MATERIAL FOR THIS EXERCISE:
[Start of section]

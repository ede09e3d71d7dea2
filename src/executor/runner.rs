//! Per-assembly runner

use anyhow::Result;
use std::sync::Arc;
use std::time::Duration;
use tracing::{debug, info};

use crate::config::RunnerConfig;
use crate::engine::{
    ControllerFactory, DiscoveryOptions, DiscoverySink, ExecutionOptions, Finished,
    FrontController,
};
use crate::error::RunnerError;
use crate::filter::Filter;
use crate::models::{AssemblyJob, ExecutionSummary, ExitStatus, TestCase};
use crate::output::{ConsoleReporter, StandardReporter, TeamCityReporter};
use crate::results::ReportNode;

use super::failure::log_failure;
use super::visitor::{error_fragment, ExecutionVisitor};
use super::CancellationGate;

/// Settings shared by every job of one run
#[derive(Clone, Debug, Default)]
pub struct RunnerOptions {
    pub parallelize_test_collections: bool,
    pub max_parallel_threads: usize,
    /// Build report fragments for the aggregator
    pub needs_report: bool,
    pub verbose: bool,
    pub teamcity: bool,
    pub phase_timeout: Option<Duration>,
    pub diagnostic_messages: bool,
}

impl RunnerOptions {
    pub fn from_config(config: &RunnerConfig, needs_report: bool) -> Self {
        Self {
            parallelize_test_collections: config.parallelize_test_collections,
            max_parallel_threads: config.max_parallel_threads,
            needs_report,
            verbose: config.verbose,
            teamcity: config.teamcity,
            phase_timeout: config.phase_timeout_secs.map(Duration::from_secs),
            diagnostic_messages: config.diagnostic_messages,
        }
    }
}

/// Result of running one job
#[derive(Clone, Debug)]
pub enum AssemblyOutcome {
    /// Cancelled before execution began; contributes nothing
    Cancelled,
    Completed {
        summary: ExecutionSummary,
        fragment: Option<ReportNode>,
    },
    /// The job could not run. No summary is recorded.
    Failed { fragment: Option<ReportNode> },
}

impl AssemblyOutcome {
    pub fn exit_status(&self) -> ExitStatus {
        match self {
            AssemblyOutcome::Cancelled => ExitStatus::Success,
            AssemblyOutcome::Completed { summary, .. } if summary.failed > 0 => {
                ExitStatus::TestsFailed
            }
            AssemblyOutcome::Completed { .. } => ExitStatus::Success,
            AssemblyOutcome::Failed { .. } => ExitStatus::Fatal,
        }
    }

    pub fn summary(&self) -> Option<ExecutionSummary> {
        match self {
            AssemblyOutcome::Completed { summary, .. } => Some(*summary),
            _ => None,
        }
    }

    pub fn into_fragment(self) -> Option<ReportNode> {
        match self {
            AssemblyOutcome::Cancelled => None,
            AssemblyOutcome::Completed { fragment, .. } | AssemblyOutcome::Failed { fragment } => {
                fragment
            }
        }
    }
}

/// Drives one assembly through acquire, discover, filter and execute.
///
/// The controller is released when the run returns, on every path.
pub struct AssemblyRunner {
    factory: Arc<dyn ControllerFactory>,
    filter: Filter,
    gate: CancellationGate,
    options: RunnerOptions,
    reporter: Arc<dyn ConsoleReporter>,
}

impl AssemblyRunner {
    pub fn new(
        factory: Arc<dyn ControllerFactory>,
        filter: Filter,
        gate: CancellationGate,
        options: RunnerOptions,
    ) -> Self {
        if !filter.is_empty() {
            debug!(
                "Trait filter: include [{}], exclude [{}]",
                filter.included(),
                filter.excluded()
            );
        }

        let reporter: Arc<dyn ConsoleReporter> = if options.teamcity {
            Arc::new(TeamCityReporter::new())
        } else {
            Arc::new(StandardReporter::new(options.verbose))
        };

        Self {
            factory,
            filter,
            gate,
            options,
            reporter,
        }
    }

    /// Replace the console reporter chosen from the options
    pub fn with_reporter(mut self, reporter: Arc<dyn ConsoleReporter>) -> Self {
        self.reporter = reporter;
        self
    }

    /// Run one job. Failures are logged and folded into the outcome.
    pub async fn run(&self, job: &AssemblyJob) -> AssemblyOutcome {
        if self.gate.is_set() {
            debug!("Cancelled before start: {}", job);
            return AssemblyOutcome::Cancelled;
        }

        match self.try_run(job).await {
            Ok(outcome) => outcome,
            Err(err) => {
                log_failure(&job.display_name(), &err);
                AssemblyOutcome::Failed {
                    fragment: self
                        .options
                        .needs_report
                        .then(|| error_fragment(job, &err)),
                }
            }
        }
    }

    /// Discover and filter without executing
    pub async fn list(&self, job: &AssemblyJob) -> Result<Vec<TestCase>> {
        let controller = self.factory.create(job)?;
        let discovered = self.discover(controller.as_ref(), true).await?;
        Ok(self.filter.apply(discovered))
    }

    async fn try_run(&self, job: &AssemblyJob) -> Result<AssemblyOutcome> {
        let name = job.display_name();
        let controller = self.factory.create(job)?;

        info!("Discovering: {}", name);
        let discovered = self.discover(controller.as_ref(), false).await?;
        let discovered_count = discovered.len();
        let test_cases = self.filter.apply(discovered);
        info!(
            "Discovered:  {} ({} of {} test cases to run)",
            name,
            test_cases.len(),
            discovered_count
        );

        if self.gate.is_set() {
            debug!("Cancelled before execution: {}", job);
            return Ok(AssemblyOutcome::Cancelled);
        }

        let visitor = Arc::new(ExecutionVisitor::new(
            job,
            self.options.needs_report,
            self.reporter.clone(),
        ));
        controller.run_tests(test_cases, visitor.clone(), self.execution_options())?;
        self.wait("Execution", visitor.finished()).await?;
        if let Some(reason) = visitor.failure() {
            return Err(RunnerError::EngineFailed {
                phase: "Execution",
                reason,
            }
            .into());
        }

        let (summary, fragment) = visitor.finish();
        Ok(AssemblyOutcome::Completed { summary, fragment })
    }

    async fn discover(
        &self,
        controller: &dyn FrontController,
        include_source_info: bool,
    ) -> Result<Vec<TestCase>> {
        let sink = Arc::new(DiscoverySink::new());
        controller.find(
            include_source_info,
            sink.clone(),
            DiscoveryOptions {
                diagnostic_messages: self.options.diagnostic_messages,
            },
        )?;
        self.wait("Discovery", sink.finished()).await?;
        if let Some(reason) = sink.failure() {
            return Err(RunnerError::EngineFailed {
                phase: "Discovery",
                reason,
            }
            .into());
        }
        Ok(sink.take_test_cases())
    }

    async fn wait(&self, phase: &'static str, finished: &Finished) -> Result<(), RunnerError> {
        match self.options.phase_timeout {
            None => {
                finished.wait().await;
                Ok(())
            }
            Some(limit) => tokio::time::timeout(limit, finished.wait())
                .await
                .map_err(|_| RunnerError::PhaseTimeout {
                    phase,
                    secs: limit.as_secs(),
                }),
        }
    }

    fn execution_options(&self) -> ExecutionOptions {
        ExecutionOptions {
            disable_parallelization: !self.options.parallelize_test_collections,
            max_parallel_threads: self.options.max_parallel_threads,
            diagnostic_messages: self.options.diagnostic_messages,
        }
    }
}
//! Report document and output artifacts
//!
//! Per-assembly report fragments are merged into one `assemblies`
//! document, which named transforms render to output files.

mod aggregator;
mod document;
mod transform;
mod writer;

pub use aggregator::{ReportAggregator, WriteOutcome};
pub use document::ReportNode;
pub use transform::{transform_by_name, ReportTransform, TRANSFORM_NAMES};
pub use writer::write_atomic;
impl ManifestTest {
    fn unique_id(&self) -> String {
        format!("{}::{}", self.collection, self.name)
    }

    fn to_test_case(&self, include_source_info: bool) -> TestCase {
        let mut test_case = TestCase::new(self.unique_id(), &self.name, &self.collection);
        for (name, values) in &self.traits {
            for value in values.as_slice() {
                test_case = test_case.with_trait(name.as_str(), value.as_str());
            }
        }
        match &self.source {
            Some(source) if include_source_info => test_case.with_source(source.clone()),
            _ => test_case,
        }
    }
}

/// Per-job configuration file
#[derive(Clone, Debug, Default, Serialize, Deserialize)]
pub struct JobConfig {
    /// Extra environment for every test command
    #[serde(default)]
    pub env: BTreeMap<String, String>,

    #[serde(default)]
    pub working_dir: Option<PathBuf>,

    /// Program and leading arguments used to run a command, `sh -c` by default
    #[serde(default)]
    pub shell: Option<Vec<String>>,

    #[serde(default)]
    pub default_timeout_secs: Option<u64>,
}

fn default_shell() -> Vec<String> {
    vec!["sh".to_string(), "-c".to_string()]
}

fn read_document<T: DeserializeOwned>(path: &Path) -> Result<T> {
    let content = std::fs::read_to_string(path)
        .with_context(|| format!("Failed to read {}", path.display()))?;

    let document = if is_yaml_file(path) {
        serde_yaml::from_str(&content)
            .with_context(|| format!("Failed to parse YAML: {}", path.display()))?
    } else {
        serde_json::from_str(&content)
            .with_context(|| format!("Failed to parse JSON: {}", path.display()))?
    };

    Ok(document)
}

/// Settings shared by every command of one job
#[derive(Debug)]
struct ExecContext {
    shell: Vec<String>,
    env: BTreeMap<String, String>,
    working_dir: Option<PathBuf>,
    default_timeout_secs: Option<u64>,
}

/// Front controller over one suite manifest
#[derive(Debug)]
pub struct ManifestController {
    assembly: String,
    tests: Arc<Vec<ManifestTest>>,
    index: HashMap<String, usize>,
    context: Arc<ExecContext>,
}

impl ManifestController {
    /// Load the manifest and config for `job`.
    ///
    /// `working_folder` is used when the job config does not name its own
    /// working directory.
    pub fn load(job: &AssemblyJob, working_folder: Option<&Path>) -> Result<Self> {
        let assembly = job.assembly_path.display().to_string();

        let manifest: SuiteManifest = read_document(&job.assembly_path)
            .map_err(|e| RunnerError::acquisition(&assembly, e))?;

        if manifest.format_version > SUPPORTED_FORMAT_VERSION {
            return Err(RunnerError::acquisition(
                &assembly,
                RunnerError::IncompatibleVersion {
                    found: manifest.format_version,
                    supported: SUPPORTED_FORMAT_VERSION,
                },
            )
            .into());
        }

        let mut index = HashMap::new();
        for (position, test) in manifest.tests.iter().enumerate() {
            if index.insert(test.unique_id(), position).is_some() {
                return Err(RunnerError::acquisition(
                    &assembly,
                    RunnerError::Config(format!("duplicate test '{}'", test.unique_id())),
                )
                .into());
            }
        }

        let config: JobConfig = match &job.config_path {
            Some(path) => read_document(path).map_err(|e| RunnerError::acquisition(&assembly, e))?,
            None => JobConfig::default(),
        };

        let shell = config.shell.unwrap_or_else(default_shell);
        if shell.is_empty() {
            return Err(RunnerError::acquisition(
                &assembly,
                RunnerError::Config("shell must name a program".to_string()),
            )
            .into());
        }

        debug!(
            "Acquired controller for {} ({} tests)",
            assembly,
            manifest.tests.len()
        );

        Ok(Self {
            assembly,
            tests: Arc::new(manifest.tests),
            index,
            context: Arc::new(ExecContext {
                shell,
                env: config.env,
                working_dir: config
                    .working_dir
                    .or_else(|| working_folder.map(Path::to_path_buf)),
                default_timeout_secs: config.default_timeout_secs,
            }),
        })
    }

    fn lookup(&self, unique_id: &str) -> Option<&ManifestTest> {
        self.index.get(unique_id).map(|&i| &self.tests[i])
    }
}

[End of section]
[Start of section]

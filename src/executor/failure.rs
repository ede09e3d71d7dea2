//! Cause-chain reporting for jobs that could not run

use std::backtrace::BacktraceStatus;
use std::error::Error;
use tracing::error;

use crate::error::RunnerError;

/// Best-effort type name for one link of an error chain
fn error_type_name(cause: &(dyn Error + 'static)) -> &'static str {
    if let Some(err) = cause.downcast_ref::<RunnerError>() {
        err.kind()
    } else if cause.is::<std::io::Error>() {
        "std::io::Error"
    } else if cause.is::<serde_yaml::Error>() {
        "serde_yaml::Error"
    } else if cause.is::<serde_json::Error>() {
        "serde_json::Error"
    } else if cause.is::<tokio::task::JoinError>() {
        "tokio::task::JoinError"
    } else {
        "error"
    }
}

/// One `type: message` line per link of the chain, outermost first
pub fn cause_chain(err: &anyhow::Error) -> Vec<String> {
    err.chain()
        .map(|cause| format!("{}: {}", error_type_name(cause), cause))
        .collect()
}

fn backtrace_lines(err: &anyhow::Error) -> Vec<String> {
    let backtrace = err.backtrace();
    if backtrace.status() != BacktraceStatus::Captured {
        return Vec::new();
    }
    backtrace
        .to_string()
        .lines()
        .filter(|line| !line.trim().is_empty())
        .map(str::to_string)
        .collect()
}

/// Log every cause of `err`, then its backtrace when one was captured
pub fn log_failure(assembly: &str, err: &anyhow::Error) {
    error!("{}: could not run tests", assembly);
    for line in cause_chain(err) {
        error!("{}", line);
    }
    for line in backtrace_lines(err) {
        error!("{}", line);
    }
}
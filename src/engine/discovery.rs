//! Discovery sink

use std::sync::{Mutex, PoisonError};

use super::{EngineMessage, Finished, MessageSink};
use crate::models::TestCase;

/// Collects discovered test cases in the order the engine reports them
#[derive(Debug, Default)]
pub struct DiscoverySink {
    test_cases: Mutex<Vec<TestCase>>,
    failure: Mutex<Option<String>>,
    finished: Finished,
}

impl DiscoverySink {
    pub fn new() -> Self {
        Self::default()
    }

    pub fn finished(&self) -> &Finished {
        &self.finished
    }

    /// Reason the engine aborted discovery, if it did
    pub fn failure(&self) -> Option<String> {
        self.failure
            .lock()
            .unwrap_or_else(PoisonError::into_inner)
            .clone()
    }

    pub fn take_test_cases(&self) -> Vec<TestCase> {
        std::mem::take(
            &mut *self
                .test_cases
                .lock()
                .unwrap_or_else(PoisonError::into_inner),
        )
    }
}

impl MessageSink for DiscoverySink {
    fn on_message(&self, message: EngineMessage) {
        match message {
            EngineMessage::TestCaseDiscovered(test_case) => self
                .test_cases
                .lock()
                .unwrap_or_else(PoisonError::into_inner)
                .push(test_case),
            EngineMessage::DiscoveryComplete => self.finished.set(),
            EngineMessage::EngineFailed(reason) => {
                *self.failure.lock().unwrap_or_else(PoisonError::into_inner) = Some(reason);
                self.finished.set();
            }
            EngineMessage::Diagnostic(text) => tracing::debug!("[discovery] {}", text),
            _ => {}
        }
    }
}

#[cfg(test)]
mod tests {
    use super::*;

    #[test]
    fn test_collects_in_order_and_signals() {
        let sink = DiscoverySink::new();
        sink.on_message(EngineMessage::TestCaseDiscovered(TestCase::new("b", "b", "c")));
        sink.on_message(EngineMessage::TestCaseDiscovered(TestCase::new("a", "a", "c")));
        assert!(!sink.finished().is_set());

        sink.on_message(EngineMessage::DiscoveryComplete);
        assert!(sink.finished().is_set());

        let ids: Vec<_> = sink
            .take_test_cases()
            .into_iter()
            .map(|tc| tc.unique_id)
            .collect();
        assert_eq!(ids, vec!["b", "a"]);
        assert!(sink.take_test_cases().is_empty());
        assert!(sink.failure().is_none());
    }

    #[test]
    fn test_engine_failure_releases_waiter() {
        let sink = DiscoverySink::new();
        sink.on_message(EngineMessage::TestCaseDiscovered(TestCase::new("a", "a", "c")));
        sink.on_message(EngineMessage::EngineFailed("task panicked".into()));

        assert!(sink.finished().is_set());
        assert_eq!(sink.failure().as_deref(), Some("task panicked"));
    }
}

[End of section]

Filter the data for the string "panicked". Copy each matching line.

SOLUTION TO THE EXERCISE:
        sink.on_message(EngineMessage::EngineFailed("task panicked".into()));
        assert_eq!(sink.failure().as_deref(), Some("task panicked"));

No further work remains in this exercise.